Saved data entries
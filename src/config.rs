//! Service configuration.
//!
//! Loaded in priority order:
//! 1. `STRATA_`-prefixed environment variables (highest)
//! 2. `strata.toml` in the working directory, if present
//! 3. Built-in defaults (lowest)

use std::net::SocketAddr;
use std::path::PathBuf;

use figment::{
    providers::{Env, Format, Serialized, Toml},
    Figment,
};
use serde::{Deserialize, Serialize};

use crate::error::Error;
use crate::server::DEFAULT_BODY_LIMIT;

const CONFIG_FILE: &str = "strata.toml";

#[derive(Clone, Debug, Deserialize, Serialize)]
pub struct Config {
    /// Address the server binds to.
    ///
    /// Environment variable: `STRATA_BIND_ADDR`
    pub bind_addr: SocketAddr,

    /// Fallback `tracing` filter used when `RUST_LOG` is unset.
    ///
    /// Environment variable: `STRATA_LOG_FILTER`
    pub log_filter: String,

    /// Directory of the rolling `WARN`-and-above log file.
    ///
    /// Environment variable: `STRATA_LOG_DIR`
    pub log_dir: PathBuf,

    /// Largest request body the server buffers; larger ones get `413`.
    ///
    /// Environment variable: `STRATA_MAX_BODY_BYTES`
    pub max_body_bytes: usize,

    /// Seed the repository with its default item on startup.
    ///
    /// Environment variable: `STRATA_SEED`
    pub seed: bool,
}

impl Default for Config {
    fn default() -> Self {
        Self {
            bind_addr: SocketAddr::from(([0, 0, 0, 0], 3000)),
            log_filter: "info,strata=debug".to_owned(),
            log_dir: PathBuf::from("logs"),
            max_body_bytes: DEFAULT_BODY_LIMIT,
            seed: true,
        }
    }
}

impl Config {
    pub fn load() -> Result<Self, Error> {
        Self::from_figment(Self::figment())
    }

    pub fn figment() -> Figment {
        Figment::from(Serialized::defaults(Config::default()))
            .merge(Toml::file(CONFIG_FILE))
            .merge(Env::prefixed("STRATA_"))
    }

    pub fn from_figment(figment: Figment) -> Result<Self, Error> {
        Ok(figment.extract()?)
    }
}
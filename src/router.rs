//! Radix-tree request router.
//!
//! One tree per HTTP method. O(path-length) lookup. The router is the
//! terminal handler of a [`Pipeline`](crate::Pipeline): middleware wraps it,
//! it never wraps middleware.

use std::collections::HashMap;
use std::sync::Arc;

use matchit::Router as MatchitRouter;
use tracing::trace;

use crate::error::Error;
use crate::handler::{BoxedHandler, Handler};
use crate::method::Method;
use crate::request::Request;
use crate::response::Response;
use crate::status::Status;

/// The application router.
///
/// Build it once at startup and hand it to [`Pipeline::new`](crate::Pipeline::new).
/// Each [`Router::on`] call returns `self` so registrations chain naturally.
pub struct Router {
    routes: HashMap<Method, MatchitRouter<BoxedHandler>>,
}

impl Router {
    pub fn new() -> Self {
        Self { routes: HashMap::new() }
    }

    /// Register a handler for a method + path pair. Returns `self` for chaining.
    ///
    /// Path parameters use `{name}` syntax; `req.param("name")` retrieves them.
    ///
    /// # Panics
    ///
    /// Panics if `path` is malformed or conflicts with a route already
    /// registered for `method`.
    pub fn on(mut self, method: Method, path: &str, handler: impl Handler) -> Self {
        self.routes
            .entry(method)
            .or_default()
            .insert(path, handler.into_boxed_handler())
            .unwrap_or_else(|e| panic!("invalid route `{path}`: {e}"));
        self
    }

    /// Routes `req` and runs the matching handler.
    ///
    /// Unknown paths answer `404`; a path registered only under other
    /// methods answers `405`. Neither is an error.
    ///
    /// `HEAD` without its own route runs the `GET` handler and drops the body.
    pub(crate) async fn dispatch(&self, mut req: Request) -> Result<Response, Error> {
        let head_as_get = req.method() == Method::Head
            && self.lookup(Method::Head, req.path()).is_none()
            && self.lookup(Method::Get, req.path()).is_some();
        let method = if head_as_get { Method::Get } else { req.method() };

        let Some((handler, params)) = self.lookup(method, req.path()) else {
            let status = if self.allows_other_method(req.method(), req.path()) {
                Status::MethodNotAllowed
            } else {
                Status::NotFound
            };
            trace!(method = %req.method(), path = req.path(), status = status.as_u16(), "no route");
            return Ok(Response::status(status));
        };

        req.parts.params = params;
        let mut res = handler.call(req).await?;
        if head_as_get {
            res.body.clear();
        }
        Ok(res)
    }

    fn lookup(&self, method: Method, path: &str) -> Option<(BoxedHandler, HashMap<String, String>)> {
        let tree = self.routes.get(&method)?;
        let matched = tree.at(path).ok()?;
        let handler = Arc::clone(matched.value);
        let params = matched.params.iter()
            .map(|(k, v)| (k.to_owned(), v.to_owned()))
            .collect();
        Some((handler, params))
    }

    fn allows_other_method(&self, method: Method, path: &str) -> bool {
        Method::ALL.iter()
            .filter(|&&m| m != method)
            .filter_map(|m| self.routes.get(m))
            .any(|tree| tree.at(path).is_ok())
    }
}

impl Default for Router {
    fn default() -> Self { Self::new() }
}

#[cfg(test)]
mod tests {
    use super::*;

    async fn echo_id(req: Request) -> Result<String, Error> {
        Ok(req.param("id").unwrap_or_default().to_owned())
    }

    #[tokio::test]
    async fn fills_path_params() {
        let router = Router::new().on(Method::Get, "/items/{id}", echo_id);
        let res = router.dispatch(Request::new(Method::Get, "/items/7")).await.unwrap();
        assert_eq!(res.status_code(), 200);
        assert_eq!(res.body(), b"7");
    }

    #[tokio::test]
    async fn distinguishes_not_found_from_method_not_allowed() {
        let router = Router::new().on(Method::Get, "/items/{id}", echo_id);

        let res = router.dispatch(Request::new(Method::Delete, "/items/7")).await.unwrap();
        assert_eq!(res.status_code(), 405);

        let res = router.dispatch(Request::new(Method::Get, "/nowhere")).await.unwrap();
        assert_eq!(res.status_code(), 404);
    }

    #[tokio::test]
    async fn head_runs_the_get_handler_without_a_body() {
        let router = Router::new().on(Method::Get, "/items/{id}", echo_id);

        let res = router.dispatch(Request::new(Method::Head, "/items/7")).await.unwrap();
        assert_eq!(res.status_code(), 200);
        assert!(res.body().is_empty());
        assert_eq!(res.header("content-type"), Some("text/plain; charset=utf-8"));

        let res = router.dispatch(Request::new(Method::Head, "/nowhere")).await.unwrap();
        assert_eq!(res.status_code(), 404);
    }

    #[tokio::test]
    async fn explicit_head_routes_win_over_get() {
        let router = Router::new()
            .on(Method::Get, "/items/{id}", echo_id)
            .on(Method::Head, "/items/{id}", |_req: Request| async {
                Ok::<_, Error>(Status::NoContent)
            });

        let res = router.dispatch(Request::new(Method::Head, "/items/7")).await.unwrap();
        assert_eq!(res.status_code(), 204);
    }
}
//! Handler trait and type erasure.
//!
//! # How async handlers are stored
//!
//! The router holds handlers of *different* types in a single
//! `HashMap<Method, Tree>`. Rust collections can only hold one concrete type,
//! so handlers hide behind a trait object (`dyn ErasedHandler`).
//!
//! ```text
//! async fn get_todo(req: Request) -> Result<Response, Error>   ← user writes this
//!        ↓ router.on(Method::Get, "/api/todo/{id}", get_todo)
//! get_todo.into_boxed_handler()                              ← Handler blanket impl
//!        ↓
//! Arc::new(FnHandler(get_todo))                              ← stored as BoxedHandler
//!        ↓
//! handler.call(req)  at request time                         ← one vtable dispatch
//!        ↓
//! Box::pin(async { get_todo(req).await.map(IntoResponse::into_response) })
//! ```
//!
//! Handlers return `Result`: an `Err` is a fault, and unwinds through the
//! whole pipeline untouched. Expected failures (404, 400) are `Ok` responses.

use std::future::Future;
use std::pin::Pin;
use std::sync::Arc;

use crate::error::Error;
use crate::request::Request;
use crate::response::{IntoResponse, Response};

// ── Internal types ────────────────────────────────────────────────────────────

/// A heap-allocated, type-erased future that resolves to a handler outcome.
///
/// `Send + 'static` let tokio move the future across threads.
pub(crate) type BoxFuture = Pin<Box<dyn Future<Output = Result<Response, Error>> + Send + 'static>>;

/// Internal dispatch interface.
///
/// `#[doc(hidden)] pub` rather than `pub(crate)` because it appears in the
/// return type of the public `Handler` trait's `into_boxed_handler` method.
#[doc(hidden)]
pub trait ErasedHandler {
    fn call(&self, req: Request) -> BoxFuture;
}

/// A type-erased handler shared across concurrent requests.
#[doc(hidden)]
pub type BoxedHandler = Arc<dyn ErasedHandler + Send + Sync + 'static>;

// ── Public Handler trait ──────────────────────────────────────────────────────

/// Implemented for every valid route handler.
///
/// You never implement this yourself. It is automatically satisfied for any
/// function or closure with the shape:
///
/// ```text
/// Fn(Request) -> impl Future<Output = Result<impl IntoResponse, Error>>
/// ```
///
/// Closures are how handlers reach shared state: clone an `Arc` into the
/// closure, then again into the returned future.
///
/// The trait is **sealed**: only the blanket impl below can satisfy it.
pub trait Handler: private::Sealed + Send + Sync + 'static {
    #[doc(hidden)]
    fn into_boxed_handler(self) -> BoxedHandler;
}

mod private {
    pub trait Sealed {}
}

// ── Blanket implementations ───────────────────────────────────────────────────

impl<F, Fut, R> private::Sealed for F
where
    F: Fn(Request) -> Fut + Send + Sync + 'static,
    Fut: Future<Output = Result<R, Error>> + Send + 'static,
    R: IntoResponse + Send + 'static,
{
}

impl<F, Fut, R> Handler for F
where
    F: Fn(Request) -> Fut + Send + Sync + 'static,
    Fut: Future<Output = Result<R, Error>> + Send + 'static,
    R: IntoResponse + Send + 'static,
{
    fn into_boxed_handler(self) -> BoxedHandler {
        Arc::new(FnHandler(self))
    }
}

// ── Concrete wrapper ──────────────────────────────────────────────────────────

/// Newtype bridging the typed handler to the trait-object world.
struct FnHandler<F>(F);

impl<F, Fut, R> ErasedHandler for FnHandler<F>
where
    F: Fn(Request) -> Fut + Send + Sync,
    Fut: Future<Output = Result<R, Error>> + Send + 'static,
    R: IntoResponse + Send + 'static,
{
    fn call(&self, req: Request) -> BoxFuture {
        let fut = (self.0)(req);
        Box::pin(async move { fut.await.map(IntoResponse::into_response) })
    }
}
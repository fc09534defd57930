//! Workflow logic between routes and the repository, generic over the
//! repository traits so tests can substitute mocks.

use thiserror::Error;

use crate::repository::errors::RepositoryError;

pub mod agreements;
pub mod auth;
pub mod bookings;
pub mod vehicles;

#[derive(Debug, Error)]
pub enum ServiceError {
    #[error("Unauthorized")]
    Unauthorized,

    #[error("Not found")]
    NotFound,

    /// User-facing message rendered as a flash alert.
    #[error("{0}")]
    Form(String),

    #[error("Internal error: {0}")]
    Internal(String),
}

pub type ServiceResult<T> = Result<T, ServiceError>;

impl From<RepositoryError> for ServiceError {
    fn from(err: RepositoryError) -> Self {
        match err {
            RepositoryError::Unauthorized => ServiceError::Unauthorized,
            RepositoryError::NotFound => ServiceError::NotFound,
            other => ServiceError::Internal(other.to_string()),
        }
    }
}
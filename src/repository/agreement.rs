use async_trait::async_trait;

use crate::domain::agreement::{NewAgreement, NewPaymentPlan};
use crate::repository::errors::RepositoryResult;
use crate::repository::{AgreementWriter, HttpRepository, PaymentPlanWriter};

#[async_trait]
impl AgreementWriter for HttpRepository {
    async fn create_agreement(
        &self,
        agreement: &NewAgreement,
        token: &str,
    ) -> RepositoryResult<()> {
        let response = self
            .client()
            .post(self.url("/agreements"))
            .bearer_auth(token)
            .json(agreement)
            .send()
            .await?;
        Self::check(response).await?;
        Ok(())
    }
}

#[async_trait]
impl PaymentPlanWriter for HttpRepository {
    async fn generate_plan(&self, plan: &NewPaymentPlan, token: &str) -> RepositoryResult<()> {
        let response = self
            .client()
            .post(self.url("/payments/generate-plan"))
            .bearer_auth(token)
            .json(plan)
            .send()
            .await?;
        Self::check(response).await?;
        Ok(())
    }
}
use serde::{Deserialize, Serialize};

/// How the customer pays under an agreement.
#[derive(Clone, Copy, Debug, Serialize, Deserialize, PartialEq, Eq, Default)]
#[serde(rename_all = "snake_case")]
pub enum PaymentType {
    #[default]
    FullPayment,
    Installment,
}

/// Sales/rental contract created once a booking is confirmed.
#[derive(Clone, Debug, Serialize, Deserialize, PartialEq)]
pub struct Agreement {
    pub id: i32,
    pub booking_id: i32,
    pub final_price: f64,
    pub payment_type: PaymentType,
    pub terms: String,
}

#[derive(Clone, Debug, Serialize)]
pub struct NewAgreement {
    pub booking_id: i32,
    pub final_price: f64,
    pub payment_type: PaymentType,
    pub terms: String,
}

/// Installment plan request. The amortization math runs on the remote API;
/// the plan is submitted, never rendered back.
#[derive(Clone, Debug, Serialize)]
pub struct NewPaymentPlan {
    pub agreement_id: i32,
    pub total_price: f64,
    pub down_payment: f64,
    /// Number of months over which the plan is repaid.
    pub tenor: u32,
    pub annual_interest_rate: f64,
}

Task objective —
Scan the entries above for the string "nowhere" and copy each line containing it.

Solution to the problem —
        let res = router.dispatch(Request::new(Method::Get, "/nowhere")).await.unwrap();
        let res = router.dispatch(Request::new(Method::Head, "/nowhere")).await.unwrap();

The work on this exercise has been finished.